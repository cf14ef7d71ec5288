//! Custom logging module.
//!
//! Log records are formatted and kept in a bounded in-memory buffer that the
//! log panel renders; nothing is written to the terminal directly since the
//! terminal belongs to the UI.

use crate::error::AppError;
use log::{Level, LevelFilter, Log, Metadata, Record};
use std::{
    collections::VecDeque,
    sync::{Arc, Mutex},
};

const CAPACITY: usize = 200;
const CRATE_TARGET: &str = "dashboard_tui";

/// Format a log record into a string for display
///
pub fn format_log(record: &Record) -> String {
    let timestamp = chrono::Local::now().format("%H:%M:%S%.3f");
    let level_str = match record.level() {
        Level::Error => "ERROR",
        Level::Warn => "WARN",
        Level::Info => "INFO",
        Level::Debug => "DEBUG",
        Level::Trace => "TRACE",
    };
    format!("{} {:5} {}", timestamp, level_str, record.args())
}

/// Shared, bounded list of formatted log lines, oldest first.
///
#[derive(Clone, Default)]
pub struct LogBuffer {
    lines: Arc<Mutex<VecDeque<String>>>,
}

impl LogBuffer {
    pub fn push(&self, line: String) {
        if let Ok(mut lines) = self.lines.lock() {
            if lines.len() == CAPACITY {
                lines.pop_front();
            }
            lines.push_back(line);
        }
    }

    /// Return up to `count` of the newest lines, oldest first.
    ///
    pub fn tail(&self, count: usize) -> Vec<String> {
        match self.lines.lock() {
            Ok(lines) => lines
                .iter()
                .skip(lines.len().saturating_sub(count))
                .cloned()
                .collect(),
            Err(_) => vec![],
        }
    }
}

/// Logger that captures records into a `LogBuffer`.
///
pub struct CaptureLogger {
    buffer: LogBuffer,
    level: LevelFilter,
}

impl CaptureLogger {
    pub fn new(buffer: LogBuffer, level: LevelFilter) -> Self {
        CaptureLogger { buffer, level }
    }
}

impl Log for CaptureLogger {
    fn enabled(&self, metadata: &Metadata) -> bool {
        // Dependencies only get through with warnings and errors.
        metadata.level() <= self.level
            && (metadata.target().starts_with(CRATE_TARGET) || metadata.level() <= Level::Warn)
    }

    fn log(&self, record: &Record) {
        if self.enabled(record.metadata()) {
            self.buffer.push(format_log(record));
        }
    }

    fn flush(&self) {}
}

/// Install the capture logger globally and return its buffer.
///
pub fn init(level: LevelFilter) -> Result<LogBuffer, AppError> {
    let buffer = LogBuffer::default();
    log::set_boxed_logger(Box::new(CaptureLogger::new(buffer.clone(), level)))
        .map_err(|e| AppError::Logger(e.to_string()))?;
    log::set_max_level(level);
    Ok(buffer)
}

/// Parse a configured level name, falling back to `Info`.
///
pub fn parse_level(name: &str) -> LevelFilter {
    name.parse().unwrap_or(LevelFilter::Info)
}

#[cfg(test)]
mod tests {
    use super::*;

    fn record_line(logger: &CaptureLogger, level: Level, target: &str, message: &str) {
        logger.log(
            &Record::builder()
                .level(level)
                .target(target)
                .args(format_args!("{}", message))
                .build(),
        );
    }

    #[test]
    fn buffer_keeps_newest_lines() {
        let buffer = LogBuffer::default();
        for i in 0..(CAPACITY + 5) {
            buffer.push(format!("line {}", i));
        }
        let tail = buffer.tail(2);
        assert_eq!(tail, vec![format!("line {}", CAPACITY + 3), format!("line {}", CAPACITY + 4)]);
        assert_eq!(buffer.tail(usize::MAX).len(), CAPACITY);
    }

    #[test]
    fn logger_filters_by_level_and_target() {
        let buffer = LogBuffer::default();
        let logger = CaptureLogger::new(buffer.clone(), LevelFilter::Info);

        record_line(&logger, Level::Info, "dashboard_tui::state", "kept");
        record_line(&logger, Level::Debug, "dashboard_tui::state", "too verbose");
        record_line(&logger, Level::Info, "hyper::client", "dependency chatter");
        record_line(&logger, Level::Warn, "hyper::client", "dependency warning");

        let lines = buffer.tail(10);
        assert_eq!(lines.len(), 2);
        assert!(lines[0].ends_with("kept"));
        assert!(lines[0].contains("INFO"));
        assert!(lines[1].ends_with("dependency warning"));
    }

    #[test]
    fn parse_level_falls_back_to_info() {
        assert_eq!(parse_level("debug"), LevelFilter::Debug);
        assert_eq!(parse_level("nonsense"), LevelFilter::Info);
    }

    #[test]
    fn init_installs_logger_once() {
        let buffer = init(LevelFilter::Debug).unwrap();
        log::info!("capture logger installed");
        assert!(buffer
            .tail(CAPACITY)
            .iter()
            .any(|line| line.ends_with("INFO  capture logger installed")));

        assert!(matches!(init(LevelFilter::Debug), Err(AppError::Logger(_))));
    }
}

■ ■ ■ ■ ■ ■ ■

EXERCISE DIRECTIONS
Would you copy out each record precisely as it stands?

YOUR RESPONSE
repository cf14ef7d71ec5288
//! Custom logging module.
//!
//! Log records are formatted and kept in a bounded in-memory buffer that the
//! log panel renders; nothing is written to the terminal directly since the
//! terminal belongs to the UI.

use crate::error::AppError;
use log::{Level, LevelFilter, Log, Metadata, Record};
use std::{
    collections::VecDeque,
    sync::{Arc, Mutex},
};

const CAPACITY: usize = 200;
const CRATE_TARGET: &str = "dashboard_tui";

/// Format a log record into a string for display
///
pub fn format_log(record: &Record) -> String {
    let timestamp = chrono::Local::now().format("%H:%M:%S%.3f");
    let level_str = match record.level() {
        Level::Error => "ERROR",
        Level::Warn => "WARN",
        Level::Info => "INFO",
        Level::Debug => "DEBUG",
        Level::Trace => "TRACE",
    };
    format!("{} {:5} {}", timestamp, level_str, record.args())
}

/// Shared, bounded list of formatted log lines, oldest first.
///
#[derive(Clone, Default)]
pub struct LogBuffer {
    lines: Arc<Mutex<VecDeque<String>>>,
}

impl LogBuffer {
    pub fn push(&self, line: String) {
        if let Ok(mut lines) = self.lines.lock() {
            if lines.len() == CAPACITY {
                lines.pop_front();
            }
            lines.push_back(line);
        }
    }

    /// Return up to `count` of the newest lines, oldest first.
    ///
    pub fn tail(&self, count: usize) -> Vec<String> {
        match self.lines.lock() {
            Ok(lines) => lines
                .iter()
                .skip(lines.len().saturating_sub(count))
                .cloned()
                .collect(),
            Err(_) => vec![],
        }
    }
}

/// Logger that captures records into a `LogBuffer`.
///
pub struct CaptureLogger {
    buffer: LogBuffer,
    level: LevelFilter,
}

impl CaptureLogger {
    pub fn new(buffer: LogBuffer, level: LevelFilter) -> Self {
        CaptureLogger { buffer, level }
    }
}

impl Log for CaptureLogger {
    fn enabled(&self, metadata: &Metadata) -> bool {
        // Dependencies only get through with warnings and errors.
        metadata.level() <= self.level
            && (metadata.target().starts_with(CRATE_TARGET) || metadata.level() <= Level::Warn)
    }

    fn log(&self, record: &Record) {
        if self.enabled(record.metadata()) {
            self.buffer.push(format_log(record));
        }
    }

    fn flush(&self) {}
}

/// Install the capture logger globally and return its buffer.
///
pub fn init(level: LevelFilter) -> Result<LogBuffer, AppError> {
    let buffer = LogBuffer::default();
    log::set_boxed_logger(Box::new(CaptureLogger::new(buffer.clone(), level)))
        .map_err(|e| AppError::Logger(e.to_string()))?;
    log::set_max_level(level);
    Ok(buffer)
}

/// Parse a configured level name, falling back to `Info`.
///
pub fn parse_level(name: &str) -> LevelFilter {
    name.parse().unwrap_or(LevelFilter::Info)
}

#[cfg(test)]
mod tests {
    use super::*;

    fn record_line(logger: &CaptureLogger, level: Level, target: &str, message: &str) {
        logger.log(
            &Record::builder()
                .level(level)
                .target(target)
                .args(format_args!("{}", message))
                .build(),
        );
    }

    #[test]
    fn buffer_keeps_newest_lines() {
        let buffer = LogBuffer::default();
        for i in 0..(CAPACITY + 5) {
            buffer.push(format!("line {}", i));
        }
        let tail = buffer.tail(2);
        assert_eq!(tail, vec![format!("line {}", CAPACITY + 3), format!("line {}", CAPACITY + 4)]);
        assert_eq!(buffer.tail(usize::MAX).len(), CAPACITY);
    }

    #[test]
    fn logger_filters_by_level_and_target() {
        let buffer = LogBuffer::default();
        let logger = CaptureLogger::new(buffer.clone(), LevelFilter::Info);

        record_line(&logger, Level::Info, "dashboard_tui::state", "kept");
        record_line(&logger, Level::Debug, "dashboard_tui::state", "too verbose");
        record_line(&logger, Level::Info, "hyper::client", "dependency chatter");
        record_line(&logger, Level::Warn, "hyper::client", "dependency warning");

        let lines = buffer.tail(10);
        assert_eq!(lines.len(), 2);
        assert!(lines[0].ends_with("kept"));
        assert!(lines[0].contains("INFO"));
        assert!(lines[1].ends_with("dependency warning"));
    }

    #[test]
    fn parse_level_falls_back_to_info() {
        assert_eq!(parse_level("debug"), LevelFilter::Debug);
        assert_eq!(parse_level("nonsense"), LevelFilter::Info);
    }

    #[test]
    fn init_installs_logger_once() {
        let buffer = init(LevelFilter::Debug).unwrap();
        log::info!("capture logger installed");
        assert!(buffer
            .tail(CAPACITY)
            .iter()
            .any(|line| line.ends_with("INFO  capture logger installed")));

        assert!(matches!(init(LevelFilter::Debug), Err(AppError::Logger(_))));
    }
}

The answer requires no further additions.